The output should be all lines of the entries below in which the word "noise" occurs.

··· STORED DATA

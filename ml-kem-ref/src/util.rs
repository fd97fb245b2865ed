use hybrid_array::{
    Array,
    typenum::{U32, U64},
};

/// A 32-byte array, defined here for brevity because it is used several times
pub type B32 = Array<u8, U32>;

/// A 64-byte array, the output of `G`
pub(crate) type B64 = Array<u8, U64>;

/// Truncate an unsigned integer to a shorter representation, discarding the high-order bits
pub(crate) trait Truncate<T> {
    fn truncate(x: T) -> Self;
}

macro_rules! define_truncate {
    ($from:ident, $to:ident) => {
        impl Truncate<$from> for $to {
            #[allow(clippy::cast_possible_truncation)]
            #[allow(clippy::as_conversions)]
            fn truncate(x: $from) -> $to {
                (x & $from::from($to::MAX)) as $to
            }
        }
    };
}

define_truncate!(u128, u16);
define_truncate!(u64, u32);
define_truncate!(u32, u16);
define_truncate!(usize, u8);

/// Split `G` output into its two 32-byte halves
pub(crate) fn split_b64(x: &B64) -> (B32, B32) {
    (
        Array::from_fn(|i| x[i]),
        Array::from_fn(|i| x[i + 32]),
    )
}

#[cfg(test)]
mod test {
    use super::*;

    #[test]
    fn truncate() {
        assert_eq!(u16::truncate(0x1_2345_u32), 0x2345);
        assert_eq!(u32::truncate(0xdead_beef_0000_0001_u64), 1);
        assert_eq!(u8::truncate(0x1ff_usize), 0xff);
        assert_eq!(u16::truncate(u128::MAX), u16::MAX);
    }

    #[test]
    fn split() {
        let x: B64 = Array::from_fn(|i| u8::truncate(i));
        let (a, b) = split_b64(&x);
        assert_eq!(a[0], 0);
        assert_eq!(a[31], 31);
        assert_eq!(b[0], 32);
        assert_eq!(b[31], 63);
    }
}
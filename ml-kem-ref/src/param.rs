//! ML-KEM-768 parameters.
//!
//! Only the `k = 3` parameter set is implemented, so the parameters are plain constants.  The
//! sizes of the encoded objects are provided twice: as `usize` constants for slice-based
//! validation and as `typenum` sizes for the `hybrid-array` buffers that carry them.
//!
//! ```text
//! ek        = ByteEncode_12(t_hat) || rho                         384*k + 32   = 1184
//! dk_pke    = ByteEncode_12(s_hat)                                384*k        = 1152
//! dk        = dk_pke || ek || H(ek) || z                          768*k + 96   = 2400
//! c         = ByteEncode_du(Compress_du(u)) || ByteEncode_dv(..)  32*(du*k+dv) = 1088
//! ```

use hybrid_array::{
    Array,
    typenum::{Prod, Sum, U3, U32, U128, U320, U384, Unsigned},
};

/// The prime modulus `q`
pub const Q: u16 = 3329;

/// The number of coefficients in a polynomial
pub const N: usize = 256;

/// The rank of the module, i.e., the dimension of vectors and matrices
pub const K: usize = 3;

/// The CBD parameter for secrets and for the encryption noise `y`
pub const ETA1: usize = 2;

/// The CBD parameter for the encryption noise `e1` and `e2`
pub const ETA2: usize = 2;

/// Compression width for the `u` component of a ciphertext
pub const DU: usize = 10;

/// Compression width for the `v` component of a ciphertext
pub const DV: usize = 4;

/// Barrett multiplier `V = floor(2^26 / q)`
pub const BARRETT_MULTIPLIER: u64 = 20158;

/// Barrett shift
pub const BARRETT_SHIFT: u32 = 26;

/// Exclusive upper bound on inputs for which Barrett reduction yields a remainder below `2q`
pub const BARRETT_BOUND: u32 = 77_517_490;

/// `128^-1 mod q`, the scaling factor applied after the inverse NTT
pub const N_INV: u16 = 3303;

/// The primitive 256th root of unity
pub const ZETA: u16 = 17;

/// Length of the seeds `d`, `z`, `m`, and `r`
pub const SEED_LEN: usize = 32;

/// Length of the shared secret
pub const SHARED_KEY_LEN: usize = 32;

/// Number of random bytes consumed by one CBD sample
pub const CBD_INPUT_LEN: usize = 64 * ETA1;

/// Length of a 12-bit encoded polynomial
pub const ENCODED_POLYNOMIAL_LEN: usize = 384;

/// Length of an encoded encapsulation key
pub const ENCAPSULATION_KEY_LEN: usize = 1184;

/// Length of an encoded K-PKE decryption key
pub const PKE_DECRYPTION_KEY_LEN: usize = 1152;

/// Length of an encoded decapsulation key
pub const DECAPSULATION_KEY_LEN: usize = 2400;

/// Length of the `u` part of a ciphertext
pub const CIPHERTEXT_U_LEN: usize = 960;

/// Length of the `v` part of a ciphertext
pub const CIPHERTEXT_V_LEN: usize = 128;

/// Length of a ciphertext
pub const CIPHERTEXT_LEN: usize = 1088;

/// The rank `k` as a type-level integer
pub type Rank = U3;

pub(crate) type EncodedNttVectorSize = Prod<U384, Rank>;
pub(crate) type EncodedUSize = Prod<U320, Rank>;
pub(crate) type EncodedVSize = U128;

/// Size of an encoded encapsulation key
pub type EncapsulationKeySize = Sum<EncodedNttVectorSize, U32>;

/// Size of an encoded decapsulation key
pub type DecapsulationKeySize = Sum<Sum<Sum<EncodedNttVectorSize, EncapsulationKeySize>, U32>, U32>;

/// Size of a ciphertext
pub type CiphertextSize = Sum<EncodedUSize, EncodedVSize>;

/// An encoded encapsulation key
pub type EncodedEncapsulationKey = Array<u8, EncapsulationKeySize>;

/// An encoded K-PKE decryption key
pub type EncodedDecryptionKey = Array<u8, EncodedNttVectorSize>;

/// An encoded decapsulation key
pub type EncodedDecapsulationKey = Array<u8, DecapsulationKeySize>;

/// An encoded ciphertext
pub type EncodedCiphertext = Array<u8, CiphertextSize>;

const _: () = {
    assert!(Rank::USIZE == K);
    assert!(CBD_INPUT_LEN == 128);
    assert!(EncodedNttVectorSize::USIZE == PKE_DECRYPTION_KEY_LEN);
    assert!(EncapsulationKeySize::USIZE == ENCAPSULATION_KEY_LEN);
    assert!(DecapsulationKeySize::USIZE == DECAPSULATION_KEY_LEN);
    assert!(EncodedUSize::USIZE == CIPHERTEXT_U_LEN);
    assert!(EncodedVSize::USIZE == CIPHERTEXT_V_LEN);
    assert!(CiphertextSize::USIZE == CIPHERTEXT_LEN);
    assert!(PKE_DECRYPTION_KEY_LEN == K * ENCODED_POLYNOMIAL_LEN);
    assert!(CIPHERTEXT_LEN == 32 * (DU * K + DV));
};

······

WRITTEN ANSWER:
/// The CBD parameter for secrets and for the encryption noise `y`
/// The CBD parameter for the encryption noise `e1` and `e2`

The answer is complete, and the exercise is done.